### RECORDS FOR THIS EXERCISE
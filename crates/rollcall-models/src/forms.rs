use serde::Deserialize;
use utoipa::{IntoParams, ToSchema};
use validator::Validate;

/// Body of `POST /registerPage`.
#[derive(Debug, Deserialize, Validate, ToSchema)]
pub struct RosterRedirectForm {
    #[serde(rename = "classId")]
    #[validate(length(min = 1, max = 256, message = "classId is required"))]
    #[schema(example = "CS101")]
    pub class_id: String,
}

/// Query parameters of the roster page.
#[derive(Debug, Default, Deserialize, IntoParams)]
#[into_params(parameter_in = Query)]
pub struct RosterQuery {
    /// Auto-refresh interval in seconds
    pub refresh: Option<u64>,
}

impl RosterQuery {
    pub const MIN_REFRESH: u64 = 2;
    pub const MAX_REFRESH: u64 = 3600;

    /// Requested refresh interval clamped to a sane range, or `default`.
    pub fn refresh_interval(&self, default: u64) -> u64 {
        self.refresh
            .unwrap_or(default)
            .clamp(Self::MIN_REFRESH, Self::MAX_REFRESH)
    }
}
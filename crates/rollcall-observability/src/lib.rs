//! Rollcall observability.
//!
//! - Structured logging via `tracing` (console, rolling files, JSON)
//! - HTTP request logging middleware
//! - Prometheus metrics and business counters
//!
//! Observability is on by default and can be switched off at runtime with
//! `OBSERVABILITY_ENABLED=false`, which falls back to plain console logging
//! and disables metrics.
//!
//! # Examples
//!
//! ```no_run
//! use rollcall_observability::{init_metrics, init_tracing};
//!
//! #[tokio::main]
//! async fn main() {
//!     init_tracing();
//!     let _metrics = init_metrics();
//! }
//! ```

pub mod basic_logging;
pub mod logging;
pub mod metrics;

pub use basic_logging::init_basic_console_logging;
pub use logging::{init_tracing, is_observability_enabled, logging_middleware};
pub use metrics::{
    PrometheusHandle, init_metrics, metrics_app, metrics_middleware, track_check_in,
    track_invalid_token, track_roster_viewed, track_token_issued,
};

### PROMPT
Output all preceding records character for character.

### EXERCISE RESULT
filename crates/rollcall-models/src/forms.rs
use serde::Deserialize;
use utoipa::{IntoParams, ToSchema};
use validator::Validate;

/// Body of `POST /registerPage`.
#[derive(Debug, Deserialize, Validate, ToSchema)]
pub struct RosterRedirectForm {
    #[serde(rename = "classId")]
    #[validate(length(min = 1, max = 256, message = "classId is required"))]
    #[schema(example = "CS101")]
    pub class_id: String,
}

/// Query parameters of the roster page.
#[derive(Debug, Default, Deserialize, IntoParams)]
#[into_params(parameter_in = Query)]
pub struct RosterQuery {
    /// Auto-refresh interval in seconds
    pub refresh: Option<u64>,
}

impl RosterQuery {
    pub const MIN_REFRESH: u64 = 2;
    pub const MAX_REFRESH: u64 = 3600;

    /// Requested refresh interval clamped to a sane range, or `default`.
    pub fn refresh_interval(&self, default: u64) -> u64 {
        self.refresh
            .unwrap_or(default)
            .clamp(Self::MIN_REFRESH, Self::MAX_REFRESH)
    }
}
filename crates/rollcall-observability/src/lib.rs
//! Rollcall observability.
//!
//! - Structured logging via `tracing` (console, rolling files, JSON)
//! - HTTP request logging middleware
//! - Prometheus metrics and business counters
//!
//! Observability is on by default and can be switched off at runtime with
//! `OBSERVABILITY_ENABLED=false`, which falls back to plain console logging
//! and disables metrics.
//!
//! # Examples
//!
//! ```no_run
//! use rollcall_observability::{init_metrics, init_tracing};
//!
//! #[tokio::main]
//! async fn main() {
//!     init_tracing();
//!     let _metrics = init_metrics();
//! }
//! ```

pub mod basic_logging;
pub mod logging;
pub mod metrics;

pub use basic_logging::init_basic_console_logging;
pub use logging::{init_tracing, is_observability_enabled, logging_middleware};
pub use metrics::{
    PrometheusHandle, init_metrics, metrics_app, metrics_middleware, track_check_in,
    track_invalid_token, track_roster_viewed, track_token_issued,
};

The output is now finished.